Supplied information below:

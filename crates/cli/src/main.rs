// Copyright (C) 2025 Vince Vasta
// SPDX-License-Identifier: Apache-2.0

//! Showdown CLI.
#![warn(clippy::all, rust_2018_idioms, missing_docs)]
use anyhow::{Context, Result, bail};
use clap::{Args, Parser, Subcommand};
use log::{info, warn};
use std::{fs, path::PathBuf, time::Instant};

use showdown_eval::{Deck, Game, Games, Solver, winners};

mod report;
use report::{HandReport, ShowdownReport};

#[derive(Debug, Parser)]
#[clap(version, about = "Poker hands solver")]
struct Cli {
    #[clap(subcommand)]
    command: Command,
}

#[derive(Debug, Subcommand)]
enum Command {
    /// Solves a hand.
    Solve {
        #[clap(flatten)]
        opts: GameOpts,
        /// The hand cards, for example Ah Kd 10c or Ah,Kd,10c.
        #[clap(required = true)]
        cards: Vec<String>,
    },
    /// Solves hands and prints the winners.
    Winners {
        #[clap(flatten)]
        opts: GameOpts,
        /// The hands as comma separated cards, for example Ah,Kd,10c.
        #[clap(required = true)]
        hands: Vec<String>,
    },
    /// Lists the registered games.
    Games {
        /// Load a custom game from a JSON file.
        #[clap(long, short)]
        rules: Option<PathBuf>,
    },
    /// Solves every hand of a deck and prints the hand types counts.
    Census {
        /// The game name.
        #[clap(long, short, default_value = Game::STANDARD)]
        game: String,
        /// Number of cards per hand.
        #[clap(long, short, default_value_t = 5, value_parser = clap::value_parser!(u8).range(2..=7))]
        cards: u8,
    },
}

#[derive(Debug, Args)]
struct GameOpts {
    /// The game name, defaults to the rules game or to standard.
    #[clap(long, short)]
    game: Option<String>,
    /// Load a custom game from a JSON file.
    #[clap(long, short)]
    rules: Option<PathBuf>,
    /// Check if hands qualify.
    #[clap(long, short)]
    disqualify: bool,
    /// Print JSON output.
    #[clap(long)]
    json: bool,
}

fn main() -> Result<()> {
    env_logger::builder()
        .filter_level(log::LevelFilter::Info)
        .format_target(false)
        .format_timestamp_millis()
        .init();

    let cli = Cli::parse();
    match cli.command {
        Command::Solve { opts, cards } => solve(&opts, &cards),
        Command::Winners { opts, hands } => showdown(&opts, &hands),
        Command::Games { rules } => {
            let (solver, _) = load_solver(rules.as_ref())?;
            for game in solver.games().iter() {
                for line in report::game_lines(game) {
                    println!("{line}");
                }
            }

            Ok(())
        }
        Command::Census { game, cards } => census(&game, cards as usize),
    }
}

/// Creates a solver with the default games and an optional custom game.
fn load_solver(rules: Option<&PathBuf>) -> Result<(Solver, Option<String>)> {
    let mut games = Games::default();
    let mut custom = None;

    if let Some(path) = rules {
        let json = fs::read_to_string(path)
            .with_context(|| format!("Cannot read rules file {}", path.display()))?;
        let game = serde_json::from_str::<Game>(&json)
            .with_context(|| format!("Invalid rules file {}", path.display()))?;

        info!("Loaded game {} from {}", game.name, path.display());
        custom = Some(game.name.clone());
        games.insert(game)?;
    }

    Ok((Solver::new(games), custom))
}

/// Resolves the game name for the command options.
fn game_name(opts: &GameOpts, solver: &Solver, custom: Option<String>) -> String {
    let name = opts
        .game
        .clone()
        .or(custom)
        .unwrap_or_else(|| Game::STANDARD.to_string());

    if !solver.games().contains(&name) {
        warn!("Unknown game {name}, using {}", Game::STANDARD);
    }

    name
}

/// Splits card arguments on commas and whitespace.
fn tokens<S: AsRef<str>>(args: &[S]) -> Vec<&str> {
    args.iter()
        .flat_map(|a| a.as_ref().split([',', ' ']))
        .filter(|t| !t.is_empty())
        .collect()
}

fn solve(opts: &GameOpts, cards: &[String]) -> Result<()> {
    let (solver, custom) = load_solver(opts.rules.as_ref())?;
    let name = game_name(opts, &solver, custom);
    let hand = solver.solve_with(&tokens(cards), &name, opts.disqualify, None)?;

    if opts.json {
        println!("{}", serde_json::to_string_pretty(&HandReport::from(&hand))?);
    } else {
        println!("{}: {}", hand.name(), report::hand_line(&hand));
    }

    Ok(())
}

fn showdown(opts: &GameOpts, hands: &[String]) -> Result<()> {
    let (solver, custom) = load_solver(opts.rules.as_ref())?;
    let name = game_name(opts, &solver, custom);

    let solved = hands
        .iter()
        .enumerate()
        .map(|(pos, hand)| {
            let id = (pos + 1).to_string();
            solver
                .solve_with(&tokens(&[hand]), &name, opts.disqualify, Some(id.as_str()))
                .with_context(|| format!("Hand {id}: {hand}"))
        })
        .collect::<Result<Vec<_>>>()?;

    let winners = winners(&solved);
    let winner_ids = winners.iter().filter_map(|h| h.id()).collect::<Vec<_>>();

    if opts.json {
        let report = ShowdownReport {
            hands: solved.iter().map(HandReport::from).collect(),
            winners: winner_ids,
        };
        println!("{}", serde_json::to_string_pretty(&report)?);
    } else {
        for hand in &solved {
            let id = hand.id().unwrap_or_default();
            let mark = if winner_ids.contains(&id) { '*' } else { ' ' };
            println!("{mark} {id:>2} {}", report::hand_line(hand));
        }

        if winners.is_empty() {
            println!("No qualifying hands");
        }
    }

    Ok(())
}

fn census(name: &str, k: usize) -> Result<()> {
    let solver = Solver::default();
    if !solver.games().contains(name) {
        bail!("Unknown game {name}");
    }

    let game = solver.games().get(name);
    let mut counts = vec![0usize; game.hand_types.len()];
    let mut error = None;

    let now = Instant::now();
    Deck::default().for_each(k, |cards| match solver.solve_cards(cards, game, false, None) {
        Ok(hand) => counts[game.hand_types.len() - hand.rank()] += 1,
        Err(e) => {
            error.get_or_insert(e);
        }
    });

    if let Some(e) = error {
        return Err(e.into());
    }

    let elapsed = now.elapsed().as_secs_f64();
    let total = counts.iter().sum::<usize>();
    println!("Total hands      {total}");
    println!("Elapsed:         {elapsed:.3}s");
    println!("Hands/sec:       {:.0}\n", total as f64 / elapsed);

    for (hand_type, count) in game.hand_types.iter().zip(counts) {
        println!("{:<34} {count}", format!("{}:", hand_type.name()));
    }

    Ok(())
}

#[cfg(test)]
mod tests {
    use super::*;

    #[test]
    fn split_tokens() {
        assert_eq!(tokens(&["Ah,Kd", "10c"]), vec!["Ah", "Kd", "10c"]);
        assert_eq!(tokens(&["Ah Kd,,Qs"]), vec!["Ah", "Kd", "Qs"]);
    }

    #[test]
    fn cli_args() {
        let cli = Cli::try_parse_from(["showdown", "solve", "-g", "boss", "Ah", "Kd"]).unwrap();
        let Command::Solve { opts, cards } = cli.command else {
            panic!("expected solve");
        };
        assert_eq!(opts.game.as_deref(), Some("boss"));
        assert_eq!(cards, vec!["Ah", "Kd"]);

        assert!(Cli::try_parse_from(["showdown", "census", "--cards", "8"]).is_err());
        assert!(Cli::try_parse_from(["showdown", "solve"]).is_err());
    }

    #[test]
    fn reports() {
        let solver = Solver::default();
        let hand = solver
            .solve_with(&["Ah", "As", "Kd", "7c", "2h"], "standard", false, Some("1"))
            .unwrap();

        let json = serde_json::to_value(HandReport::from(&hand)).unwrap();
        assert_eq!(json["id"], "1");
        assert_eq!(json["hand_type"], "one_pair");
        assert_eq!(json["description"], "Pair, A's");
        assert_eq!(json["cards"][0], "Ah");
    }
}
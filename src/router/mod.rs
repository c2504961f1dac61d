mod handler;
mod imp;
mod method;
mod route;
mod router_macro;

pub use self::handler::{BoxHandler, Handler};
pub use self::method::Method;
pub use self::route::CompiledRoute;

use std::collections::HashMap;

/// An ordered table of compiled routes, keyed by route name.
///
/// Registration takes `&mut self` and matching takes `&self`, so a router
/// must be fully built before it is shared between threads.
#[derive(Debug)]
pub struct Router<H = BoxHandler> {
    routes: Vec<CompiledRoute<H>>,
    names: HashMap<Box<str>, usize>,
}

impl<H> Default for Router<H> {
    fn default() -> Self {
        Self::new()
    }
}
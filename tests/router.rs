use traffic_router::{router, Captures, Method, Router, RouterError};

use std::collections::HashMap;
use std::sync::{Arc, Mutex};

fn init_tracing() {
    let _ = tracing_subscriber::fmt()
        .with_max_level(tracing::Level::TRACE)
        .with_test_writer()
        .try_init();
}

type Calls = Arc<Mutex<Vec<(&'static str, Vec<String>)>>>;

fn recorder(calls: &Calls, tag: &'static str) -> impl Fn(&Captures<'_>) + Send + Sync + 'static {
    let calls = Arc::clone(calls);
    move |caps: &Captures<'_>| calls.lock().unwrap().push((tag, caps.to_vec()))
}

#[test]
fn router_common() {
    let router: Router<usize> = router! {
        GET "/" => 0,
        GET "/users/{id:int}" => 1,
        GET "/users/{id:int}/posts/{slug:string?}" => 2,
        POST "/users" => 3,
        ANY "/contact/{email:email}" => 4,
        DELETE "/hosts/{addr:ip}" => 5,
    };

    let cases: &[(&str, &str, usize, &[&str])] = &[
        ("GET", "/", 0, &[]),
        ("GET", "/users/42", 1, &["42"]),
        ("GET", "/users/42/posts/hello", 2, &["42", "hello"]),
        ("GET", "/users/42/posts", 2, &["42"]),
        ("POST", "/users/", 3, &[]),
        ("PATCH", "/contact/a@b.com", 4, &["a@b.com"]),
        ("get", "/contact/a@b.com", 4, &["a@b.com"]),
        ("DELETE", "/hosts/::1", 5, &["::1"]),
    ];

    for &(method, path, data, values) in cases {
        let (route, caps) = router.find(method, path).unwrap();
        assert_eq!(*route.handler(), data, "{} {}", method, path);
        assert_eq!(caps.values().collect::<Vec<_>>(), values);
    }
}

#[test]
fn router_no_match() {
    let router: Router<usize> = router! {
        GET "/users/{id:int}" => 1,
        POST "/users" => 2
    };

    assert!(router.find("GET", "/users/abc").is_none());
    assert!(router.find("GET", "/users/1/2").is_none());
    assert!(router.find("POST", "/users/1").is_none());
    assert!(router.find("PUT", "/users").is_none());
    assert!(router.find("TRACE", "/users/1").is_none());
    assert!(router.matches("bogus", "/users/1").is_empty());
}

#[test]
fn router_register_invalid_method() {
    let mut router: Router<usize> = Router::new();

    match router.try_register("connect", "/tunnel", None, 1) {
        Err(RouterError::InvalidMethod(name)) => assert_eq!(name, "connect"),
        other => panic!("unexpected: {:?}", other.map(|r| r.name().to_owned())),
    }
    assert!(router.is_empty());
    assert!(router.by_name("/tunnel").is_none());

    for &name in &["get", "HEAD", "Post", "put", "patch", "delete", "options", "ANY"] {
        assert!(router.try_register(name, "/ok", Some(name), 0).is_ok());
    }
    assert_eq!(router.len(), 8);
}

#[test]
fn router_try_register_returns_route() {
    let mut router: Router<usize> = Router::new();
    let route = router
        .try_register("GET", "/users/{id:int}", Some("user"), 7)
        .unwrap();

    assert_eq!(route.method(), Method::Get);
    assert_eq!(route.name(), "user");
    assert_eq!(route.pattern().as_str(), "/users/{id:int}");
    assert_eq!(route.segments().len(), 2);
    assert_eq!(*route.handler(), 7);
}

#[test]
fn router_names() {
    let mut router: Router<usize> = Router::new();
    router
        .register(Method::Get, "/about", 1)
        .register_named(Method::Get, "/users/{id:int}", "user", 2);

    assert_eq!(*router.by_name("/about").unwrap().handler(), 1);
    assert_eq!(*router.by_name("user").unwrap().handler(), 2);
    assert!(router.by_name("/users/{id:int}").is_none());

    // same name replaces the route in place
    router.register_named(Method::Post, "/people/{id:int}", "user", 3);
    assert_eq!(router.len(), 2);
    let names: Vec<&str> = router.iter().map(|r| r.name()).collect();
    assert_eq!(names, ["/about", "user"]);
    assert_eq!(router.by_name("user").unwrap().method(), Method::Post);
    assert!(router.find("GET", "/users/1").is_none());
    assert!(router.find("POST", "/people/1").is_some());
}

#[test]
fn router_uri() {
    let mut router: Router<usize> = Router::new();
    router
        .register(Method::Get, "/", 0)
        .register_named(Method::Get, "/users/{id:int}/posts/{slug?}", "post", 1);

    let mut args = HashMap::new();
    args.insert("id".to_owned(), "42".to_owned());
    assert_eq!(router.uri("post", &args).unwrap(), "/users/42/posts");

    args.insert("slug".to_owned(), "hi".to_owned());
    assert_eq!(router.uri("post", &args).unwrap(), "/users/42/posts/hi");

    assert_eq!(router.uri("/", &args).unwrap(), "/");

    match router.uri("missing", &args) {
        Err(RouterError::RouteNotFound(name)) => assert_eq!(name, "missing"),
        other => panic!("unexpected: {:?}", other),
    }
}

#[test]
fn router_execute_all() {
    init_tracing();

    let calls: Calls = Arc::default();
    let mut router: Router = Router::new();
    router
        .route_named(Method::Get, "/users/{id:int}", "user", recorder(&calls, "user"))
        .get("/users/{name}", recorder(&calls, "by-name"))
        .route_named(Method::Post, "/users/{id:int}", "update", recorder(&calls, "update"))
        .any("/users/{id}", recorder(&calls, "any"));
    assert_eq!(router.len(), 4);

    let current = router.execute_all("GET", "/users/42").unwrap();
    assert_eq!(current.name(), "/users/{id}");

    let recorded = calls.lock().unwrap().clone();
    assert_eq!(
        recorded,
        [
            ("user", vec!["42".to_owned()]),
            ("by-name", vec!["42".to_owned()]),
            ("any", vec!["42".to_owned()]),
        ]
    );
}

#[test]
fn router_default_names_replace() {
    let calls: Calls = Arc::default();
    let mut router: Router = Router::new();
    router
        .get("/users/{id:int}", recorder(&calls, "show"))
        .post("/users/{id:int}", recorder(&calls, "update"));

    // both routes are named after the pattern, so the second one wins
    assert_eq!(router.len(), 1);
    assert!(router.execute_all("GET", "/users/42").is_none());

    let current = router.execute_all("POST", "/users/42").unwrap();
    assert_eq!(current.method(), Method::Post);
    assert_eq!(
        calls.lock().unwrap().clone(),
        [("update", vec!["42".to_owned()])]
    );
}

#[test]
fn router_current_route_includes_literal_matches() {
    let calls: Calls = Arc::default();
    let mut router: Router = Router::new();
    router
        .route_named(Method::Get, "/users/{id:int}", "user", recorder(&calls, "user"))
        .route_named(Method::Get, "/users/me", "me", recorder(&calls, "me"));

    let current = router.execute_all("GET", "/users/me").unwrap();
    assert_eq!(current.name(), "me");
    assert_eq!(calls.lock().unwrap().clone(), [("me", Vec::<String>::new())]);

    let current = router.execute_all("GET", "/users/7").unwrap();
    assert_eq!(current.name(), "user");
}

#[test]
fn router_execute_all_no_match() {
    init_tracing();

    let calls: Calls = Arc::default();
    let mut router: Router = Router::new();
    router.put("/users/{id:int}", recorder(&calls, "user"));

    assert!(router.execute_all("PUT", "/users/x").is_none());
    assert!(router.execute_all("GET", "/users/1").is_none());
    assert!(router.execute_all("BREW", "/users/1").is_none());
    assert!(calls.lock().unwrap().is_empty());
}

#[test]
fn router_handler_sees_shrunk_values() {
    let calls: Calls = Arc::default();
    let mut router: Router = Router::new();
    router.route_named(
        Method::Get,
        "/archive/{year?:int}/{slug}",
        "archive",
        recorder(&calls, "archive"),
    );

    router.execute_all("GET", "/archive/latest/intro").unwrap();
    router.execute_all("GET", "/archive/2020/intro").unwrap();

    let recorded = calls.lock().unwrap().clone();
    assert_eq!(recorded[0].1, ["intro"]);
    assert_eq!(recorded[1].1, ["2020", "intro"]);
}

#[test]
fn router_matches_in_order() {
    let router: Router<&str> = router! {
        GET "/a/{x}" => "first",
        ANY "/a/{y:int}" => "second",
        GET "/b" => "third"
    };

    let found: Vec<&str> = router
        .matches("GET", "/a/1")
        .into_iter()
        .map(|(r, _)| *r.handler())
        .collect();
    assert_eq!(found, ["first", "second"]);

    let (route, _) = router.find("HEAD", "/a/1").unwrap();
    assert_eq!(*route.handler(), "second");
}

#[test]
fn router_is_shareable_once_built() {
    let mut router: Router = Router::new();
    router.get("/ping", |_: &Captures<'_>| {});
    let router = Arc::new(router);

    let handles: Vec<_> = (0..4)
        .map(|_| {
            let router = Arc::clone(&router);
            std::thread::spawn(move || router.execute_all("GET", "/ping").is_some())
        })
        .collect();

    for h in handles {
        assert!(h.join().unwrap());
    }
}
use crate::error::RouterError;
use crate::pattern::Captures;
use crate::router::{CompiledRoute, Handler, Method, Router};

use std::convert::TryFrom;

impl TryFrom<&http::Method> for Method {
    type Error = RouterError;

    fn try_from(method: &http::Method) -> Result<Self, Self::Error> {
        method.as_str().parse()
    }
}

impl<H> Router<H> {
    /// Like [`Router::find`], for a method taken from an `http` request.
    pub fn find_http<'r>(
        &'r self,
        method: &http::Method,
        path: &str,
    ) -> Option<(&'r CompiledRoute<H>, Captures<'r>)> {
        let method = Method::try_from(method).ok()?;
        self.find_by(method, path)
    }

    /// Like [`Router::execute_all`], for a method taken from an `http` request.
    pub fn execute_http(&self, method: &http::Method, path: &str) -> Option<&CompiledRoute<H>>
    where
        H: Handler,
    {
        let method = Method::try_from(method).ok()?;
        self.execute_by(method, path)
    }
}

End of Supplied information.

> **Problem to work on**: Look over the records above and filter for each line with the word "struct".

> **Exercise response**:
struct Cli {
struct GameOpts {
pub struct Router<H = BoxHandler> {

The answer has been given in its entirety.